Your article does absolutely nothing to differentiate between "AJAX" and your so-called "COMET." But that is neither here nor there. That is just me voicing an opinion.
So here is a fact:
You and Jesse James Garrett both have inaccurate diagrams to describe how XmlHTTPRequest works within a web browser and how web pages can use it to create a rich asynchronous experience. In all this hype of your new Web 2.0 buzzword creation, no one has pointed out your model is wrong. There should be two displays for each data transmission, one before the transmission and one after the data transmission. This is to show that the transmission is asynchronous. The first display would be of an hourglass or dots running in a circle or something. It's important for users to know when something has started and when something has finished, and that is typically considered part of the "AJAX Engine." It might also be desirable to "freeze" the state of the web page during the data transmission. Furthermore, the only difference between your diagram and JJG's is that you are more descriptive and specific of what the server-side processing is doing.
It's funny that the web is such a powerful medium to create a meme -- that your "Comet" idea is already catching on heavily is proof. Whereas JJG's AJAX acronym actually stood for something somewhat sensical, your Comet stands for nothing technical. I find that disappointing.
As for your endnote, "Common terminology acts not only as a shortcut in discussions between technical folks, but also as a bridge for those who may not be able to give a technical rundown of exactly how it works"; I would counter by pointing out there are a lot of common buzzwords that have different meaning to different people. The buzzword "Web 2.0" is a great example. It started off as one man's vision, and now it is a meme that means many things to many people. Coincidingly, trying to start a focused conversation about "Web 2.0" can't involve everybody.

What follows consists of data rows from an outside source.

//! Staff Models

use std::fmt;

use bengkel::ids::TypedId;
use serde::Deserialize;
use serde_json::{Map, Value, json};

use crate::api::ValidationError;

/// Staff ID
pub type StaffId = TypedId<StaffMember>;

/// Role given to accounts registered from the back office.
pub const DEFAULT_STAFF_ROLE: &str = "staff";

/// Staff Model
#[derive(Debug, Clone, PartialEq, Eq, Deserialize)]
pub struct StaffMember {
    pub id: StaffId,
    pub name: String,
    pub email: String,

    #[serde(default = "default_role")]
    pub role: String,

    #[serde(default, alias = "phone_number")]
    pub phone: Option<String>,
}

fn default_role() -> String {
    DEFAULT_STAFF_ROLE.to_string()
}

/// Back-office registration of a staff account.
#[derive(Clone, PartialEq, Eq)]
pub struct NewStaff {
    pub name: String,
    pub email: String,
    pub password: String,
    pub role: String,
    pub phone: Option<String>,
}

impl fmt::Debug for NewStaff {
    fn fmt(&self, f: &mut fmt::Formatter<'_>) -> fmt::Result {
        f.debug_struct("NewStaff")
            .field("name", &self.name)
            .field("email", &self.email)
            .field("role", &self.role)
            .field("phone", &self.phone)
            .finish_non_exhaustive()
    }
}

impl NewStaff {
    /// # Errors
    ///
    /// Returns an error naming the first blank required field.
    pub fn validate(&self) -> Result<(), ValidationError> {
        require(&self.name, "name")?;
        require(&self.email, "email")?;
        require(&self.password, "password")?;
        require(&self.role, "role")
    }

    pub(crate) fn to_json(&self) -> Value {
        json!({
            "name": self.name.trim(),
            "email": self.email.trim(),
            "password": self.password,
            "role": self.role.trim(),
            "phone": self.phone,
        })
    }
}

/// Partial change to a staff account; `None` fields are left alone.
#[derive(Debug, Clone, Default, PartialEq, Eq)]
pub struct StaffUpdate {
    pub name: Option<String>,
    pub email: Option<String>,
    pub role: Option<String>,
    pub phone: Option<String>,
}

impl StaffUpdate {
    #[must_use]
    pub fn is_empty(&self) -> bool {
        self.name.is_none() && self.email.is_none() && self.role.is_none() && self.phone.is_none()
    }

    pub(crate) fn to_json(&self) -> Value {
        let fields = [
            ("name", &self.name),
            ("email", &self.email),
            ("role", &self.role),
            ("phone", &self.phone),
        ];

        let body: Map<String, Value> = fields
            .into_iter()
            .filter_map(|(key, value)| {
                value
                    .as_ref()
                    .map(|value| (key.to_string(), Value::String(value.trim().to_string())))
            })
            .collect();

        Value::Object(body)
    }
}

fn require(value: &str, field: &'static str) -> Result<(), ValidationError> {
    if value.trim().is_empty() {
        return Err(ValidationError::Required(field));
    }

    Ok(())
}

#[cfg(test)]
mod tests {
    use super::*;

    fn registration() -> NewStaff {
        NewStaff {
            name: "Sari".to_string(),
            email: "sari@bengkel.test".to_string(),
            password: "rahasia123".to_string(),
            role: DEFAULT_STAFF_ROLE.to_string(),
            phone: None,
        }
    }

    #[test]
    fn passwords_stay_out_of_debug_output() {
        let rendered = format!("{:?}", registration());

        assert!(rendered.contains("Sari"));
        assert!(!rendered.contains("rahasia123"));
    }

    #[test]
    fn blank_passwords_are_rejected() {
        let staff = NewStaff {
            password: " ".to_string(),
            ..registration()
        };

        assert_eq!(staff.validate(), Err(ValidationError::Required("password")));
    }

    #[test]
    fn updates_only_send_changed_fields() {
        let update = StaffUpdate {
            role: Some("admin ".to_string()),
            ..StaffUpdate::default()
        };

        assert!(!update.is_empty());
        assert_eq!(update.to_json(), json!({ "role": "admin" }));
        assert!(StaffUpdate::default().is_empty());
    }
}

(Sorry if I slammed you a bit here. I just felt the need to come across strong. I respect your role as a senior software engineer in http data transfer technology.)
I think you completely misunderstand the point of what I'm outlining here. Both in the sense that you assume that I'm somehow grandstanding for attention and that you somehow assume that on a network protocol level the technique isn't different. It clearly is.
Ajax transmissions are much like "traditional" http transactions in that both sides of the transaction are optimized for closing the connection as fast as possible. Whether or not the server batches state transfer is a different question, and can be accomidated in either model, but the Ajax scenario uses a much higher average latency to deliver these batched state changes. This often leads to stale UI context for making decisions.
As for your discussion of "Web2.0", I'm not sure it's worth rebutting. Instead of even obliquely attempting to describe a technology or pattern it was plucked out of the ether as a marketing term to describe a conference. I certainly hope that with "Comet" (or whatever it winds up being called eventually), we will have created enough technical context and consensus for the term to be useful in discussion. As you perhaps attempt to point out, that is by no means a foregone conclusion, but to bucket my attempts to smooth conversation with the coining of "Web2.0" seems a snarky stretch at best.
Regards
I understand what your overall thesis statement is: Most people have assumptions about the kinds of transactions that can be done to give web sites the richness and responsiveness to rival Desktop applications... and it is time to break those assumptions because they limit one's creative vision. Alex, as a senior software engineer, you need a bigger canvas to apply your paint. I share your sentiment; whatever problem "Ajax" can't clean, grab another cleaner ("Comet") to rid yourself of the messes associated with bandwidth and hourglass-waiting.
In terms of Ajax using a "much higher average latency" to deliver state changes, half of all state changes are done without a client-server transaction: Client makes an action, and the event is an input to the Ajax engine, which then calls a state change back to the Browser UI (hourglass, dots running in a circle, &c) before making an XML request to the server. That's entirely a client transaction, between the Browser UI and Ajax/Comet client.
I am also not sure that the client-server transaction has a "much higher latency" to deliver the second state change, which is the end result of a client making an action. There is always ways to lower latency if it is a worry. On the server-side processing end, caching data can help.
I have also seen so-called Ajax applications with continuous server-side connections, despite the fact that Jesse Jame Garrett's model shows discontinuous server-side activity.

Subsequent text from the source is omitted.